Nutella Raspberry Crescent Snowflake

Nutella Raspberry Crescent Snowflake

Nutella Raspberry Crescent Snowflake

Ready to mix things up for breakfast or maybe dessert on Christmas Day?  How about this beauty?  Delicious and not that hard to make!  I made it for our annual Christmas Bunco pot luck.

3/4 cup Nutella

2 oz cream cheese, softened

1 tablespoon heavy whipping cream

2 tablespoons raspberry jam

4 (8 oz each) cans refrigerated crescent dough sheets

2 tablespoons powdered sugar

1  Heat oven to 350.  Line large cookie sheet with parchment paper.  Mix 1/2 cup Nutella, cream cheese and whipping cream in small bowl until smooth.  In another small bowl, mix 1/4 cup Nutella and raspberry jam until smooth.

2  Sprinkle flour on parchment lined cookie sheet and unroll one can of dough.  Press or roll dough into 12″ x 11″ rectangle.  Place 10″ round dinner plate or cardboard circle on top of rectangle.  Using pizza cutter or sharp knife, cut away excess dough (which could be saved for another use if desired).

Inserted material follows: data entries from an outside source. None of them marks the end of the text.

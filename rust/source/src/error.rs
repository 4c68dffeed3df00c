// This Source Code Form is subject to the terms of the Mozilla Public
// License, v. 2.0. If a copy of the MPL was not distributed with this
// file, You can obtain one at https://mozilla.org/MPL/2.0/.

//! Error types for source geometry construction.

use crate::keys::*;

/// Result type alias for source geometry operations.
pub type Result<T> = std::result::Result<T, Error>;

/// Errors that can occur while building or closing a source geometry.
#[derive(Debug, thiserror::Error)]
pub enum Error {
    /// The geometry was closed; its structure can no longer change.
    #[error("geometry is closed, cannot {0}")]
    GeometryClosed(&'static str),

    /// `close_geometry` was called before a top volume was set.
    #[error("geometry has no top node")]
    MissingTopNode,

    /// The top volume was already set.
    #[error("top volume already set")]
    TopAlreadySet,

    /// A volume cannot be placed directly inside itself.
    #[error("volume '{0}' cannot be placed inside itself")]
    SelfPlacement(String),

    /// The volume graph below the top volume contains a cycle.
    #[error("volume '{0}' contains itself, the hierarchy is not a tree")]
    CyclicHierarchy(String),

    /// A mixture must have at least one component.
    #[error("mixture '{0}' has no components")]
    EmptyMixture(String),

    #[error("node not found: {0:?}")]
    NodeNotFound(NodeKey),

    #[error("volume not found: {0:?}")]
    VolumeNotFound(VolumeKey),

    #[error("shape not found: {0:?}")]
    ShapeNotFound(ShapeKey),

    #[error("medium not found: {0:?}")]
    MediumNotFound(MediumKey),

    #[error("material not found: {0:?}")]
    MaterialNotFound(MaterialKey),

    #[error("element not found: {0:?}")]
    ElementNotFound(ElementKey),
}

3  Carefully spread half of Nutella cream cheese mixture on top of dough circle.  Sprinkle work surface generously with flour and unroll next can of dough.  Repeat steps above to end with another circle.  Carefully place second circle on top of Nutella cream cheese layer.

4  Carefully spread Nutella jam mixture on top of second circle.  Repeat steps above for a third circle.  Carefully place on top of Nutella jam layer.

5  Spread remaining Nutella cream cheese mixture on top of third circle.  Repeat steps above for fourth and final circle.  Place carefully on top of Nutella cream cheese layer.

6  Place a glass or small jar with a 2 1/2″ – 3″ opening in center of dough circle stack.  Leaving center intact, use sharp knife to cut layered dough into quarters.  Divide each quarter into 4 equal parts, creating 16 total sections.  Remove glass from center of dough.

7  To twist, take 2 sections of dough side by side and slightly pull and twist each section 3 turns in the opposite direction of each other.  Repeat for all 16 sections of dough.  Bake 27 – 30 minutes or until deep golden brown and baked through.  Cool 5 minutes then sprinkle with powdered sugar.  (I forgot to do this!)